A vision for extensibility to GPU & distributed support for SciPy, scikit-learn, scikit-image and beyond
Over the years, array computing in Python has evolved to support distributed arrays, GPU arrays, and other various kinds of arrays that work with specialized hardware, or carry additional metadata, or use different internal memory representations. The foundational library for array computing in the PyData ecosystem is NumPy. But NumPy alone is a CPU-only library - and a single-threaded one at that - and in a world where it's possible to get a GPU or a CPU with a large core count in the cloud cheaply or even for free in a matter of seconds, that may not seem enough. For the past couple of years, a lot of thought and effort has been spent on devising mechanisms to tackle this problem, and evolve the ecosystem in a gradual way towards a state where PyData libraries can run on a GPU, as well as in distributed mode across multiple GPUs.

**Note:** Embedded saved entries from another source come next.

//! HTTP routes for session endpoints.

use axum::routing::{get, post, put};
use axum::Router;

use super::handlers::{
    apply_preset, create_session, delete_session, dismiss_finish, export_session,
    finish_session, get_session, reset_session, run_coach, run_debate, run_explain, run_improve,
    run_report, run_risks, update_scenario, SessionAppState,
};

/// Creates the session router with all routes.
pub fn session_routes(state: SessionAppState) -> Router {
    Router::new()
        .route("/api/sessions", post(create_session))
        .route("/api/sessions/:id", get(get_session).delete(delete_session))
        .route("/api/sessions/:id/scenario", put(update_scenario))
        .route("/api/sessions/:id/preset/:index", post(apply_preset))
        // Council calls
        .route("/api/sessions/:id/debate", post(run_debate))
        .route("/api/sessions/:id/risks", post(run_risks))
        .route("/api/sessions/:id/improve", post(run_improve))
        .route("/api/sessions/:id/explain", post(run_explain))
        .route("/api/sessions/:id/report", post(run_report))
        .route("/api/sessions/:id/coach", post(run_coach))
        // Lifecycle
        .route("/api/sessions/:id/finish", post(finish_session))
        .route("/api/sessions/:id/dismiss", post(dismiss_finish))
        .route("/api/sessions/:id/reset", post(reset_session))
        .route("/api/sessions/:id/export/:format", get(export_session))
        .with_state(state)
}

#[cfg(test)]
mod tests {
    use super::*;
    use crate::adapters::ai::MockAIProvider;
    use crate::adapters::storage::InMemorySessionRepository;
    use crate::application::{CouncilClient, CouncilClientConfig};
    use crate::domain::council::fixtures;
    use axum::body::{to_bytes, Body};
    use axum::http::{Request, StatusCode};
    use serde_json::Value;
    use std::sync::Arc;
    use tower::ServiceExt;

    fn router(provider: &MockAIProvider) -> Router {
        session_routes(SessionAppState {
            repository: Arc::new(InMemorySessionRepository::new()),
            client: CouncilClient::new(Arc::new(provider.clone()), CouncilClientConfig::default()),
            max_input_length: 4000,
        })
    }

    async fn send(router: &Router, method: &str, uri: &str, body: Option<Value>) -> (StatusCode, String) {
        let request = Request::builder().method(method).uri(uri);
        let request = match body {
            Some(json) => request
                .header("content-type", "application/json")
                .body(Body::from(json.to_string())),
            None => request.body(Body::empty()),
        }
        .unwrap();
        let response = router.clone().oneshot(request).await.unwrap();
        let status = response.status();
        let bytes = to_bytes(response.into_body(), usize::MAX).await.unwrap();
        (status, String::from_utf8(bytes.to_vec()).unwrap())
    }

    async fn create(router: &Router) -> String {
        let (status, body) = send(router, "POST", "/api/sessions", None).await;
        assert_eq!(status, StatusCode::CREATED);
        let json: Value = serde_json::from_str(&body).unwrap();
        json["id"].as_str().unwrap().to_string()
    }

    #[tokio::test]
    async fn invalid_session_id_is_bad_request() {
        let router = router(&MockAIProvider::new());
        let (status, body) = send(&router, "GET", "/api/sessions/not-a-uuid", None).await;

        assert_eq!(status, StatusCode::BAD_REQUEST);
        assert!(body.contains("INVALID_FORMAT"));
    }

    #[tokio::test]
    async fn risks_before_debate_is_conflict() {
        let provider = MockAIProvider::new();
        let router = router(&provider);
        let id = create(&router).await;

        let (status, body) = send(&router, "POST", &format!("/api/sessions/{}/risks", id), None).await;

        assert_eq!(status, StatusCode::CONFLICT);
        assert!(body.contains("TOOL_UNAVAILABLE"));
        assert_eq!(provider.call_count(), 0);
    }

    #[tokio::test]
    async fn debate_flow_and_export() {
        let provider = MockAIProvider::new()
            .with_operation_response("debate", fixtures::COUNCIL_JSON)
            .with_operation_response("risks", fixtures::RISKS_JSON);
        let router = router(&provider);
        let id = create(&router).await;

        let (status, _) = send(
            &router,
            "PUT",
            &format!("/api/sessions/{}/scenario", id),
            Some(serde_json::json!({"scenario": "Sea wall or mangroves?", "scenario_type": "Water"})),
        )
        .await;
        assert_eq!(status, StatusCode::OK);

        let (status, body) = send(&router, "POST", &format!("/api/sessions/{}/debate", id), None).await;
        assert_eq!(status, StatusCode::OK);
        let json: Value = serde_json::from_str(&body).unwrap();
        assert_eq!(json["scenario_type"], "Water & Drought");
        assert_eq!(json["risks"]["risks"][0]["horizon"], "short-term");

        let (status, text) = send(
            &router,
            "GET",
            &format!("/api/sessions/{}/export/decision-log", id),
            None,
        )
        .await;
        assert_eq!(status, StatusCode::OK);
        assert!(text.starts_with("SUSTAINABILITY COUNCIL DECISION LOG"));

        let (status, _) = send(&router, "GET", &format!("/api/sessions/{}/export/pdf", id), None).await;
        assert_eq!(status, StatusCode::BAD_REQUEST);
    }

    #[tokio::test]
    async fn empty_scenario_debate_is_bad_request() {
        let router = router(&MockAIProvider::new());
        let id = create(&router).await;

        let (status, body) = send(&router, "POST", &format!("/api/sessions/{}/debate", id), None).await;

        assert_eq!(status, StatusCode::BAD_REQUEST);
        assert!(body.contains("Please describe your scenario first."));
    }

    #[tokio::test]
    async fn unknown_preset_is_not_found() {
        let router = router(&MockAIProvider::new());
        let id = create(&router).await;

        let (status, _) = send(&router, "POST", &format!("/api/sessions/{}/preset/9", id), None).await;
        assert_eq!(status, StatusCode::NOT_FOUND);

        let (status, body) = send(&router, "POST", &format!("/api/sessions/{}/preset/1", id), None).await;
        assert_eq!(status, StatusCode::OK);
        assert!(body.contains("Energy & Renewables"));
    }

    #[tokio::test]
    async fn delete_then_get_is_not_found() {
        let router = router(&MockAIProvider::new());
        let id = create(&router).await;

        let (status, _) = send(&router, "DELETE", &format!("/api/sessions/{}", id), None).await;
        assert_eq!(status, StatusCode::NO_CONTENT);
        let (status, body) = send(&router, "GET", &format!("/api/sessions/{}", id), None).await;
        assert_eq!(status, StatusCode::NOT_FOUND);
        assert!(body.contains("SESSION_NOT_FOUND"));
    }
}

We feel like a shared vision has emerged, in bits and pieces. In this post, we aim to articulate that vision and suggest a path to making it concrete, focusing on three libraries at the core of the PyData ecosystem: SciPy, scikit-learn and scikit-image. We are also happy to share that AMD has recognized the value of this vision, and is partnering with Quansight Labs to help make it a reality.
With the set of dispatch layers sketched in this post, array-consuming libraries will be able to use multiple kinds of arrays, without having to have a hard dependency on all of those array libraries. We'd like to have a unified design, using the same tools applicable across SciPy, scikit-learn, scikit-image and other libraries. In this situation, it's best to have a design discussion spanning multiple projects.
Possible interconnections enabled in this design, via the Array API standard and Uarray.
Today, SciPy, scikit-learn and scikit-image only work with NumPy arrays. SciPy has had "support for distributed and GPU arrays" on its roadmap for a couple of years. Parallel execution and GPU support were two of the top three priorities named by the 1000+ users in the 2020 NumPy user survey. The scikit-learn technical committee listed "evaluate interoperability with other types of arrays that are compatible with the NumPy API" as one of its 2020-2021 priorities. And scikit-image included exploring multi-threading and GPU acceleration in its (awarded) CZI EOSS grant proposal. Clearly there is a lot of interest in this topic.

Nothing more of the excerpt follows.